4.2. O texto de semidivulgação científica como objeto de ensino

Considerando a proposta bakhtiniana para os atos dos sujeitos com a linguagem, assumimos que o texto é algo que se faz, ou seja, considera-se o processo de construção do texto como uma ação que resulta de um projeto discursivo de um agente, em uma dada esfera institucional, construído a partir de uma intenção e de um objetivo. Assumimos também que a relação entre os interlocutores e as instâncias de sua enunciação é condição necessária a sua organização textual.

No âmbito das estruturas do poder da educação formal, conforme pudemos constatar, o curso técnico de Agropecuária se constitui como projeto político e econômico construído, nos discursos oficiais, com a intenção de promover a formação profissional de jovens carentes, durante o processo de sua escolarização no ensino médio.

Nas instituições de ensino responsáveis pela execução desse projeto, a exemplo da Escola Agrícola ―Assis Chateaubriand,‖ as instâncias enunciativas de interlocução mediadas por textos orais e escritos são determinadas, segundo Geraldi (1993, p.54-56), a partir de dois sistemas de referência ou ―universos discursivos‖: i) aquele logicamente estabilizado e afirmado como conhecimento científico no contexto dos nossos participantes, a área de zootecnia e agricultura; e ii) e outro não estabilizado, logicamente como um conhecimento da

experiência dos sujeitos em espaços sócio-históricos dos rituais ideológicos, das esferas institucionais de trabalho no ensino e aprendizagem dos sujeitos.

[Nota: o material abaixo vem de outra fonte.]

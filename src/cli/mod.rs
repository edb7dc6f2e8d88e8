//! Command-line front end

pub mod commands;
pub mod logging;

use std::path::Path;

use crate::config::PipelineConfig;
use crate::error::Result;

/// Read the configuration file when given, otherwise defaults plus environment
pub fn load_config(path: Option<&Path>) -> Result<PipelineConfig> {
    match path {
        Some(path) => PipelineConfig::load(path),
        None => PipelineConfig::from_env(),
    }
}
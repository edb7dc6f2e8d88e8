//! Tokenizer integration
//!
//! The pipeline only needs text ↔ id conversion and a few special-token lookups,
//! so it talks to tokenizers through the small [`TokenCodec`] trait.

use std::path::Path;

use hf_hub::api::tokio::Api;
use tokenizers::Tokenizer;
use tracing::{debug, info};

use crate::error::{Error, Result};
use crate::prompt::{END_OF_TURN, EOS};

/// Text encoder/decoder used by training, inference and distillation
pub trait TokenCodec: Send + Sync {
    /// Encode text to token ids without adding special tokens
    ///
    /// Prompts already spell out their markers, so nothing is prepended here.
    fn encode(&self, text: &str) -> Result<Vec<u32>>;

    /// Decode token ids, dropping special tokens
    fn decode(&self, ids: &[u32]) -> Result<String>;

    /// Look up the id of a token string
    fn token_to_id(&self, token: &str) -> Option<u32>;

    /// Ids that end generation
    fn stop_token_ids(&self) -> Vec<u32> {
        [EOS, END_OF_TURN]
            .iter()
            .filter_map(|t| self.token_to_id(t))
            .collect()
    }
}

/// HuggingFace `tokenizer.json` backed codec
pub struct HfTokenizer {
    inner: Tokenizer,
}

impl HfTokenizer {
    /// Wrap an already constructed tokenizer
    pub fn new(inner: Tokenizer) -> Self {
        Self { inner }
    }

    /// Load from a `tokenizer.json` file
    pub fn from_file(path: impl AsRef<Path>) -> Result<Self> {
        let path = path.as_ref();
        let inner = Tokenizer::from_file(path).map_err(|e| {
            Error::artifact(format!("failed to load tokenizer {}: {e}", path.display()))
        })?;
        debug!(path = %path.display(), "Tokenizer loaded");
        Ok(Self::new(inner))
    }

    /// Load from a local model directory or a hub model id
    pub async fn from_pretrained(model_id: &str) -> Result<Self> {
        let local = Path::new(model_id).join("tokenizer.json");
        if local.exists() {
            return Self::from_file(local);
        }

        info!("Loading tokenizer from HuggingFace Hub: {}", model_id);
        let api = Api::new()?;
        let path = api.model(model_id.to_string()).get("tokenizer.json").await?;
        Self::from_file(path)
    }
}

impl TokenCodec for HfTokenizer {
    fn encode(&self, text: &str) -> Result<Vec<u32>> {
        let encoding = self
            .inner
            .encode(text, false)
            .map_err(|e| Error::tokenizer(format!("encode failed: {e}")))?;
        Ok(encoding.get_ids().to_vec())
    }

    fn decode(&self, ids: &[u32]) -> Result<String> {
        self.inner
            .decode(ids, true)
            .map_err(|e| Error::tokenizer(format!("decode failed: {e}")))
    }

    fn token_to_id(&self, token: &str) -> Option<u32> {
        self.inner.token_to_id(token)
    }
}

Esses sistemas de referência, segundo o autor, não funcionam de forma independente. Nos processos interacionais, esses universos discursivos fortalecem as estruturas ideológicas com poder para elaborar, sistematicamente, as necessidades, desejos, aspirações, em um dado campo de conhecimento, selecionando, hierarquizando, estruturando os componentes de seu objeto/conteúdo, em função da assimilação e apropriação do conhecimento pelo outro, que está numa posição social hierárquica inferior, na condição de aprendiz.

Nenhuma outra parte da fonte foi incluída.